» **Exercise**: In the listing beneath this line, copy exactly the lines starting with the one containing "pub fn get(&self, month_key: &str, group_key: &str)" and going on through the one containing "pub fn total_on_demand_cost(&self)".

-- Opening Marker --

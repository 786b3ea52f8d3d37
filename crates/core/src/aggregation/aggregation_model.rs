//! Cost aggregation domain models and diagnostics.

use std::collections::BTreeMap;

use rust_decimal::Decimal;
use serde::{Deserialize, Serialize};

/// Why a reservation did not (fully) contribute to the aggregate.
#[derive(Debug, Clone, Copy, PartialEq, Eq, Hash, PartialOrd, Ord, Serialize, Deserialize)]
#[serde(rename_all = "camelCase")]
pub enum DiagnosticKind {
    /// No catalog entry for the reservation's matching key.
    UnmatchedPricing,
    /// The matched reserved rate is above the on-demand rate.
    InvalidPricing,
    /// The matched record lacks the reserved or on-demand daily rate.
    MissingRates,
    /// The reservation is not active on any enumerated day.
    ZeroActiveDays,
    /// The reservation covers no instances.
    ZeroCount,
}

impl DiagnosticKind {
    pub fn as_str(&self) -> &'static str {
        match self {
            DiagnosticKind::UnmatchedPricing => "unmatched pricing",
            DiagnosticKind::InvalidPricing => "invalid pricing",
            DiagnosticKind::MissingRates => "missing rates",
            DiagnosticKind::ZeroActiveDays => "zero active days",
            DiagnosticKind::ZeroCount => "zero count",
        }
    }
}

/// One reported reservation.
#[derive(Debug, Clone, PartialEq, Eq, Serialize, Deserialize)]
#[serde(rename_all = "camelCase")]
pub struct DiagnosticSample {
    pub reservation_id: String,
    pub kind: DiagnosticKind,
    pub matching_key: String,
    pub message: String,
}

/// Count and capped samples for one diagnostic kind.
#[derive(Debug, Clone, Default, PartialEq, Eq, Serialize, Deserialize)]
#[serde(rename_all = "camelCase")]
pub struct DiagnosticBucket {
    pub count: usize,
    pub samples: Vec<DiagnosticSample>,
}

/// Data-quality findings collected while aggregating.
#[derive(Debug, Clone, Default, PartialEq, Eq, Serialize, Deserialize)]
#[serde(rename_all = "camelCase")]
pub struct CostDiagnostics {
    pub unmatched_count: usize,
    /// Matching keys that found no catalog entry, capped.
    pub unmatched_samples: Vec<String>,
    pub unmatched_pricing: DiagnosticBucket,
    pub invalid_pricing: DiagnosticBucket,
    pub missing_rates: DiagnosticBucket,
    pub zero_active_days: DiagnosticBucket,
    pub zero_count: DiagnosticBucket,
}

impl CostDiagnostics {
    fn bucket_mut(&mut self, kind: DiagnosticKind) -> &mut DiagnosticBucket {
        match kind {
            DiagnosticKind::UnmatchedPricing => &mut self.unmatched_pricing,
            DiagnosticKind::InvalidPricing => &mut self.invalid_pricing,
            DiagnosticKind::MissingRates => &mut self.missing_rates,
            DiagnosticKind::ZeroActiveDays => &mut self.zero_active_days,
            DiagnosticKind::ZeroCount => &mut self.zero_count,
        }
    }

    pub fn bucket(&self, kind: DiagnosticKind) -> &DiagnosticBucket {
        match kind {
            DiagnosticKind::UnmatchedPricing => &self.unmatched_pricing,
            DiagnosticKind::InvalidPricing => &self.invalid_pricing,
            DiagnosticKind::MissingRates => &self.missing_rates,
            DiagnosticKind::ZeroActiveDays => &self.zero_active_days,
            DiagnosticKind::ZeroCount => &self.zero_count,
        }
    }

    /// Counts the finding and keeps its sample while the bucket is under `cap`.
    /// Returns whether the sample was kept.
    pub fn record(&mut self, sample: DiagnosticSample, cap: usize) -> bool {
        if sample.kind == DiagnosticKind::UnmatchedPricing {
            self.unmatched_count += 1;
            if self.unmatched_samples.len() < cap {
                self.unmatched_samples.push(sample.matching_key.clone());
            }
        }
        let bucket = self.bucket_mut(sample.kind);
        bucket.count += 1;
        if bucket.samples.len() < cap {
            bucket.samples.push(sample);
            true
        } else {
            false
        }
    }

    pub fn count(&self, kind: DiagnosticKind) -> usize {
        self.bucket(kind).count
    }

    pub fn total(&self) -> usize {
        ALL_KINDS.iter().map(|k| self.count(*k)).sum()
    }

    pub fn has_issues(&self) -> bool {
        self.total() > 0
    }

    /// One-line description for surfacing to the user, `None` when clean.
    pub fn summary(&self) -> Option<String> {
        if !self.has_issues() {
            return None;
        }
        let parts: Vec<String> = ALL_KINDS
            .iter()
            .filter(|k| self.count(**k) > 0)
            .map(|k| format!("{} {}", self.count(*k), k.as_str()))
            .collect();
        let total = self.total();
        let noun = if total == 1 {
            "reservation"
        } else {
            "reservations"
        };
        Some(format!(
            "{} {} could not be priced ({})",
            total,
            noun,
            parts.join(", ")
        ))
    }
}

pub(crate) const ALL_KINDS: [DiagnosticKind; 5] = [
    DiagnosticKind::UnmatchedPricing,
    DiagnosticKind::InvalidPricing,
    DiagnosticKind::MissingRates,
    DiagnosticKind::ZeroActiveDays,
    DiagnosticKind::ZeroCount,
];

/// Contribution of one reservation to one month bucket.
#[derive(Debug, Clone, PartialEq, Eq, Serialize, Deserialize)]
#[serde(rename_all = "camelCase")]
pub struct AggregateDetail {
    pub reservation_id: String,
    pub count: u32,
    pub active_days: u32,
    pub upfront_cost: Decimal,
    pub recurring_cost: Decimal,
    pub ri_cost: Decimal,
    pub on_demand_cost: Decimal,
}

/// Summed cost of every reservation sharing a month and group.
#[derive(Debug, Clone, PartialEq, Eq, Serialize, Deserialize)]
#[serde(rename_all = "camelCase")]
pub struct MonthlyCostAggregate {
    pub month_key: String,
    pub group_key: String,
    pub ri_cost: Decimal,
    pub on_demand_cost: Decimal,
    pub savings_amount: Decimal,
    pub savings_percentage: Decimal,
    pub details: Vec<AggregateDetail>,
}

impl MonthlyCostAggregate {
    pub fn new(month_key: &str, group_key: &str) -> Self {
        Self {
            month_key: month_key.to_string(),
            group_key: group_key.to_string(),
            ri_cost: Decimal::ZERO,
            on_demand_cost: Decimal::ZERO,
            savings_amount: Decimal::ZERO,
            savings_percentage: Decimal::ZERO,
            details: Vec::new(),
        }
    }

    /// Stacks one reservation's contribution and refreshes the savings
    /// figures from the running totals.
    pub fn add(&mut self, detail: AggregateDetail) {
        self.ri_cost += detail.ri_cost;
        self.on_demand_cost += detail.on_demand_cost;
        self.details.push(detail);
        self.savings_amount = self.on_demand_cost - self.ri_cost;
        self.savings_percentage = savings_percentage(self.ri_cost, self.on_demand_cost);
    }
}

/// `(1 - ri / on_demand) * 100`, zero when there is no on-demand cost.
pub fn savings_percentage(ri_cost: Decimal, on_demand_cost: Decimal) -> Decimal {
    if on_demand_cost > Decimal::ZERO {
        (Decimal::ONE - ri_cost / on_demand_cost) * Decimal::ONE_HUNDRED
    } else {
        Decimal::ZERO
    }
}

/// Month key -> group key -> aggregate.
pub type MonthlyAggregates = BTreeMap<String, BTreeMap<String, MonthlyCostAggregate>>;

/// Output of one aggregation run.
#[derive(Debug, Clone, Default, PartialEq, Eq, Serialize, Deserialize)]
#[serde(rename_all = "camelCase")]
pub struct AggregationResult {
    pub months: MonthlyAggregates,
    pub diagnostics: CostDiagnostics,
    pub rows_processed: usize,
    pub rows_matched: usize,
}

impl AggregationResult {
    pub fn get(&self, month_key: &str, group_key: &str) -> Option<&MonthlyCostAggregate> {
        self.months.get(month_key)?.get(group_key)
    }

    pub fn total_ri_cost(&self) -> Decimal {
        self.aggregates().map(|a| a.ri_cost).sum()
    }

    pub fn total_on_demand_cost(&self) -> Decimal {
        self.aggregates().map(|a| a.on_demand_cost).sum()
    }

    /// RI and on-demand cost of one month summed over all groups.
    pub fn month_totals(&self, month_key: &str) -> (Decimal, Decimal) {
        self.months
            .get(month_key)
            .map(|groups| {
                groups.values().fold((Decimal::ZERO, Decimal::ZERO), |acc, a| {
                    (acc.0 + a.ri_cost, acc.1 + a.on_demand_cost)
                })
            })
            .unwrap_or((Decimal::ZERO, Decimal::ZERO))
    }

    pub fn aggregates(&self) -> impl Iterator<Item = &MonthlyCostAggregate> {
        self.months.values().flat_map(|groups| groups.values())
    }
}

-- Closing Marker --

» **Solved exercise**:
    pub fn get(&self, month_key: &str, group_key: &str) -> Option<&MonthlyCostAggregate> {
        self.months.get(month_key)?.get(group_key)
    }

    pub fn total_ri_cost(&self) -> Decimal {
        self.aggregates().map(|a| a.ri_cost).sum()
    }

    pub fn total_on_demand_cost(&self) -> Decimal {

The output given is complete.